И что оставалось после?
Еще большая усталость.
Существуют ли виды еще большей усталости, чем описанные выше?
Больше десяти лет назад я летел ночным рейсом с Аляски, из Анкориджа, в Нью-Йорк. Это был очень долгий рейс, с вылетом далеко за полночь из города в заливе Кука — куда во время прилива заходят большие льдины, наплывая друг на друга, чтобы потом, при отливе, потемнев, снова устремиться в океан, — с пересадкой в предрассветных сумерках, в метель, в канадском Эдмонтоне, с еще одной пересадкой, когда нам пришлось наматывать круги в воздухе в ожидании разрешения на посадку; потом мы долго стояли на взлетно-посадочной полосе под слепящим утренним солнцем Чикаго и наконец приземлились в послеполуденной духоте под Нью-Йорком. В гостинице я хотел сразу же лечь спать, словно больной, отрезанный от мира после ночи без сна, воздуха и движения. Но потом я увидел улицы внизу, у Центрального парка, освещенные сентябрьским солнцем, по которым прогуливались празднично одетые люди, я почувствовал, что упускаю что-то, оставаясь в номере, и меня потянуло к ним. Я сел на террасе кафе, прямо на солнце, близко к шумной и загазованной дороге, с тяжелой от полета головой и ощущением внутреннего разлада после бессонной ночи. Но потом все-таки, уж и не знаю как — постепенно? скачкообразно? — произошло превращение. Я читал, что меланхолики могли бы справиться с кризисом, если бы из ночи в ночь им не давали уснуть; пришедший в опасное колебание «подвесной мост их „я“» обрел бы устойчивость. Та картина предстала передо мной, как только подавленность уступила место усталости. Эта усталость имела нечто общее с выздоровлением. Разве не говорят «бороться с усталостью»? Этот поединок закончился. Усталость стала моим другом. Я вернулся в мир и даже находился — не потому ли, что это был Манхэттен, — в самом его центре. Но потом добавилось кое-что еще, многое, и одно очарование было сильнее другого.
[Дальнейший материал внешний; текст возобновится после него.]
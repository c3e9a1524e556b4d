use crate::consolidate::{Consolidated, IMAGE_SENTINEL, consolidate};
use crate::images::{ExistingImageCursor, ImageEdit, ImageLoader, ImagePlaceholderMap, resolve_images};
use crate::model::{ImageSource, ImageSpan, Unit};
use crate::report::{FailureKind, ProcessingReport};
use crate::resolve::{TextEdit, TokenMap, segments};
use crate::rewrite::{Edit, Replacement, commit, rebuild};
use crate::scope::{ScopePath, ScopeWalker};

/// Where a unit ended up after its single visit.
#[derive(Clone, Copy, Debug, PartialEq, Eq)]
pub enum UnitOutcome {
    NoChange,
    Rewritten,
    Failed,
}

/// Substitutes tokens and images in every unit of `target`, in walk order.
///
/// Each unit is visited once. A unit either keeps its exact content or
/// receives its complete rewrite; failures are recorded in the report and
/// never stop the pass.
pub fn apply_text_and_image_replacements<T>(
    target: &mut T,
    tokens: &TokenMap,
    images: &ImagePlaceholderMap,
) -> ProcessingReport
where
    T: ScopeWalker + ?Sized,
{
    let mut pass = Pass {
        tokens,
        images,
        cursor: images.cursor(),
        loader: ImageLoader::new(),
        report: ProcessingReport::default(),
    };
    for (path, unit) in target.walk() {
        let outcome = pass.visit(&path, unit);
        log::debug!("{path}: {outcome:?}");
    }
    pass.report
}

/// State for one invocation: the existing-picture cursor and the image cache
/// never outlive it.
struct Pass<'a> {
    tokens: &'a TokenMap,
    images: &'a ImagePlaceholderMap,
    cursor: ExistingImageCursor<'a>,
    loader: ImageLoader,
    report: ProcessingReport,
}

impl<'a> Pass<'a> {
    fn visit(&mut self, path: &ScopePath, unit: &mut Unit) -> UnitOutcome {
        self.report.units_scanned += 1;

        if let Some(unsupported) = unit.unsupported_content() {
            if self.tokens.mentions(&unsupported.text) || self.images.mentions(&unsupported.text) {
                let reason = unsupported.reason.clone();
                self.report
                    .fail(path.clone(), FailureKind::UnitStructureUnsupported, reason);
                return UnitOutcome::Failed;
            }
            return UnitOutcome::NoChange;
        }

        let consolidated = consolidate(unit);
        let image_edits = resolve_images(unit, &consolidated, self.images, &mut self.cursor);
        let text_edits = self.text_edits(&consolidated, &image_edits);
        if text_edits.is_empty() && image_edits.is_empty() {
            return UnitOutcome::NoChange;
        }

        let Some(edits) = self.load_images(path, &text_edits, &image_edits) else {
            return UnitOutcome::Failed;
        };
        let spans = rebuild(unit, &consolidated, &edits);
        if let Err(e) = commit(unit, spans) {
            self.report
                .fail(path.clone(), FailureKind::BackendWriteFailure, e.reason);
            return UnitOutcome::Failed;
        }

        self.report.units_rewritten += 1;
        self.report.text_substitutions_applied += text_edits.len();
        self.report.images_replaced += image_edits.len();
        UnitOutcome::Rewritten
    }

    /// Token matches in the text that is neither a picture nor an image marker.
    fn text_edits(&self, consolidated: &Consolidated, image_edits: &[ImageEdit<'_>]) -> Vec<TextEdit> {
        let blocked: Vec<_> = image_edits
            .iter()
            .filter_map(|e| match e {
                ImageEdit::Marker { range, .. } => Some(range.clone()),
                ImageEdit::Existing { .. } => None,
            })
            .collect();
        let mut edits = Vec::new();
        for segment in segments(&consolidated.text, &blocked) {
            self.tokens.find_edits(&consolidated.text, segment, &mut edits);
        }
        edits
    }

    /// Turns matches into edits, reading every image they need. Returns
    /// `None` after recording a failure per unusable image.
    fn load_images(
        &mut self,
        path: &ScopePath,
        text_edits: &[TextEdit],
        image_edits: &[ImageEdit<'_>],
    ) -> Option<Vec<Edit>> {
        let mut edits: Vec<Edit> = text_edits
            .iter()
            .map(|e| Edit {
                range: e.range.clone(),
                replacement: Replacement::Text(e.replacement.clone()),
            })
            .collect();
        let mut missing = Vec::new();

        for image_edit in image_edits {
            let placeholder = image_edit.placeholder();
            let data = match self.loader.load(&placeholder.path) {
                Ok(data) => data,
                Err(reason) => {
                    missing.push(format!("{}: {reason}", placeholder.marker));
                    continue;
                }
            };
            let extent = placeholder.size.extent_for(&data, image_edit.original());
            let source = ImageSource::Inserted(data);
            edits.push(match image_edit {
                ImageEdit::Marker { range, .. } => Edit {
                    range: range.clone(),
                    replacement: Replacement::Insert(ImageSpan::new(source, extent)),
                },
                ImageEdit::Existing { offset, .. } => Edit {
                    range: *offset..*offset + IMAGE_SENTINEL.len_utf8(),
                    replacement: Replacement::Refill { source, extent },
                },
            });
        }

        if missing.is_empty() {
            return Some(edits);
        }
        for reason in missing {
            self.report
                .fail(path.clone(), FailureKind::MissingResource, reason);
        }
        None
    }
}

#[cfg(test)]
mod tests {
    use super::*;
    use crate::images::{ImagePlaceholder, SizePolicy};
    use crate::model::{Block, Document, Extent, FormatDescriptor, Span};

    fn doc(paragraphs: Vec<Unit>) -> Document {
        Document {
            body: paragraphs.into_iter().map(Block::Paragraph).collect(),
            sections: vec![],
        }
    }

    fn plain(text: &str) -> Unit {
        Unit::paragraph(vec![Span::text(text, FormatDescriptor::default())])
    }

    #[test]
    fn counts_substitutions_and_leaves_other_units_alone() {
        let mut d = doc(vec![plain("{{A}} and {{A}}"), plain("nothing")]);
        let untouched = d.clone();
        let tokens = TokenMap::from_literals([("{{A}}", "a")]).unwrap();
        let report = apply_text_and_image_replacements(&mut d, &tokens, &ImagePlaceholderMap::default());
        assert_eq!(report.units_scanned, 2);
        assert_eq!(report.units_rewritten, 1);
        assert_eq!(report.text_substitutions_applied, 2);
        assert_eq!(d.all_units()[0].text(), "a and a");
        assert_eq!(d.body[1], untouched.body[1]);
    }

    #[test]
    fn missing_image_fails_whole_unit() {
        let mut d = doc(vec![plain("{{A}} {{LOGO}}"), plain("{{A}}")]);
        let before = d.clone();
        let tokens = TokenMap::from_literals([("{{A}}", "a")]).unwrap();
        let images = ImagePlaceholderMap::new(vec![ImagePlaceholder::new(
            "{{LOGO}}",
            "/no/such/logo.png",
            SizePolicy::Fixed(Extent::from_cm(1.0, 1.0)),
        )])
        .unwrap();
        let report = apply_text_and_image_replacements(&mut d, &tokens, &images);
        assert_eq!(d.body[0], before.body[0]);
        assert_eq!(report.failures.len(), 1);
        assert_eq!(report.failures[0].kind, FailureKind::MissingResource);
        assert_eq!(report.failures[0].location.to_string(), "body/p[0]");
        assert_eq!(report.units_rewritten, 1);
    }

    #[test]
    fn rejected_commit_reverts_unit() {
        let mut d = doc(vec![plain("{{A}}")]);
        let before = d.clone();
        let tokens = TokenMap::from_literals([("{{A}}", "bell\u{7}")]).unwrap();
        let report = apply_text_and_image_replacements(&mut d, &tokens, &ImagePlaceholderMap::default());
        assert_eq!(d, before);
        assert_eq!(report.failures[0].kind, FailureKind::BackendWriteFailure);
        assert_eq!(report.units_rewritten, 0);
    }

    #[test]
    fn unsupported_units_fail_only_when_they_mention_a_key() {
        let mut d = doc(vec![
            Unit::unsupported(crate::model::UnitKind::Paragraph, "hyperlink", "see {{A}}"),
            Unit::unsupported(crate::model::UnitKind::Paragraph, "hyperlink", "see docs"),
        ]);
        let tokens = TokenMap::from_literals([("{{A}}", "a")]).unwrap();
        let report = apply_text_and_image_replacements(&mut d, &tokens, &ImagePlaceholderMap::default());
        assert_eq!(report.failures.len(), 1);
        assert_eq!(report.failures[0].kind, FailureKind::UnitStructureUnsupported);
        assert_eq!(report.units_scanned, 2);
    }

    #[test]
    fn image_markers_take_precedence_over_tokens() {
        let dir = tempfile::tempdir().unwrap();
        let logo = dir.path().join("logo.png");
        image::RgbImage::new(4, 2).save(&logo).unwrap();
        let mut d = doc(vec![plain("x{{LOGO}}y")]);
        let tokens = TokenMap::from_literals([("{{LOGO}}", "text"), ("y", "Y")]).unwrap();
        let images = ImagePlaceholderMap::new(vec![ImagePlaceholder::new(
            "{{LOGO}}",
            &logo,
            SizePolicy::InheritOriginal,
        )])
        .unwrap();
        let report = apply_text_and_image_replacements(&mut d, &tokens, &images);
        assert_eq!(report.images_replaced, 1);
        assert_eq!(report.text_substitutions_applied, 1);
        let unit = d.all_units()[0];
        assert_eq!(unit.text(), "xY");
        let picture = unit.images().next().unwrap();
        assert_eq!(picture.extent, Extent::from_pixels(4.0, 2.0));
    }
}
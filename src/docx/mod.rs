//! WordprocessingML backend: loads a `.docx` into a [`Document`] and writes
//! rewritten paragraphs back into the original part XML.

mod read;
mod write;

use std::path::Path;

use crate::error::Error;
use crate::model::Document;
use crate::package::{Package, REL_OFFICE_DOCUMENT, Relationships};

pub(crate) const WML_NS: &str = "http://schemas.openxmlformats.org/wordprocessingml/2006/main";
pub(crate) const WPD_NS: &str = "http://schemas.openxmlformats.org/drawingml/2006/wordprocessingDrawing";

/// One XML part the document model was read from.
#[derive(Clone, Debug)]
pub(crate) struct XmlPart {
    pub(crate) name: String,
    pub(crate) xml: String,
}

/// A `.docx` template: its model plus everything needed to save it again.
#[derive(Clone, Debug)]
pub struct DocxFile {
    pub document: Document,
    package: Package,
    parts: Vec<XmlPart>,
    max_drawing_id: u32,
}

impl DocxFile {
    pub fn open(path: &Path) -> Result<Self, Error> {
        let package = Package::open(path)?;
        let main_part = Relationships::load(&package, "")?
            .first_of_type(REL_OFFICE_DOCUMENT)
            .map(|r| crate::package::resolve_target("", &r.target))
            .unwrap_or_else(|| "word/document.xml".to_string());
        let loaded = read::load(&package, &main_part)?;
        log::info!(
            "Loaded {}: {} sections, {} parts",
            path.display(),
            loaded.document.sections.len(),
            loaded.parts.len()
        );
        Ok(DocxFile {
            document: loaded.document,
            package,
            parts: loaded.parts,
            max_drawing_id: loaded.max_drawing_id,
        })
    }

    /// Writes the document to `path`; parts without rewritten units are
    /// copied byte for byte.
    pub fn save(&self, path: &Path) -> Result<(), Error> {
        let mut package = self.package.clone();
        write::write_back(self, &mut package)?;
        package.save(path)
    }
}

fn wml<'a>(node: roxmltree::Node<'a, 'a>, name: &str) -> Option<roxmltree::Node<'a, 'a>> {
    crate::xml::child(node, WML_NS, name)
}

fn wml_attr<'a>(node: roxmltree::Node<'a, 'a>, child: &str) -> Option<&'a str> {
    wml(node, child).and_then(|n| n.attribute((WML_NS, "val")))
}

fn is_wml(node: roxmltree::Node, name: &str) -> bool {
    crate::xml::is(node, WML_NS, name)
}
До глубокого вечера я ничего не делал, только сидел и смотрел; казалось, мне и дышать было не нужно. Никаких вычурных, чванливых дыхательных упражнений или поз йоги: ты просто сидишь и дышишь при свете усталости, и само собой получается, что дышишь правильно. Мимо меня проходило много женщин, ставших вдруг неслыханно красивыми, — от их красоты у меня увлажнялись глаза, — и все они замечали меня, обращали на меня внимание. (Странно, что именно красивые женщины замечали этот усталый взгляд, да еще кое-кто из стариков и детей.) Но не было и мысли, что мы, я и одна из них, можем что-то предпринять вместе; я ничего от них не хотел, мне было достаточно иметь возможность просто наблюдать за ними. Это был взгляд доброго зрителя, наблюдающего за игрой, которая может удачно сложиться, если присутствует хотя бы один такой зритель. Наблюдение было для уставшего деятельностью — активной, влияющей на игру: действующие лица игры становились благодаря наблюдению лучше, красивее — они не торопились, попадая в поле зрения наблюдателя. Этот долгий взгляд придавал им значимость, выставлял их в выгодном свете. У созерцающего усталость отнимала, словно по волшебству, его «я», доставлявшее вечное беспокойство: прежние гримасы и привычки отпадали, тик унимался, тревожные морщины разглаживались, не оставалось ничего, кроме распахнутых глаз, взгляд которых был так же непостижим, как у Роберта Митчема. И потом, самоотрешенное созерцание охватывало не только проходивших мимо красавиц, оно затягивало в центр своего мира все, что жило и двигалось. Усталость членила привычную неразбериху, не делила ее на части, а помогала различать границы, задавая ей ритм, придавая благотворную форму, охватывающую всё, на что падал взор, — широкий горизонт усталости.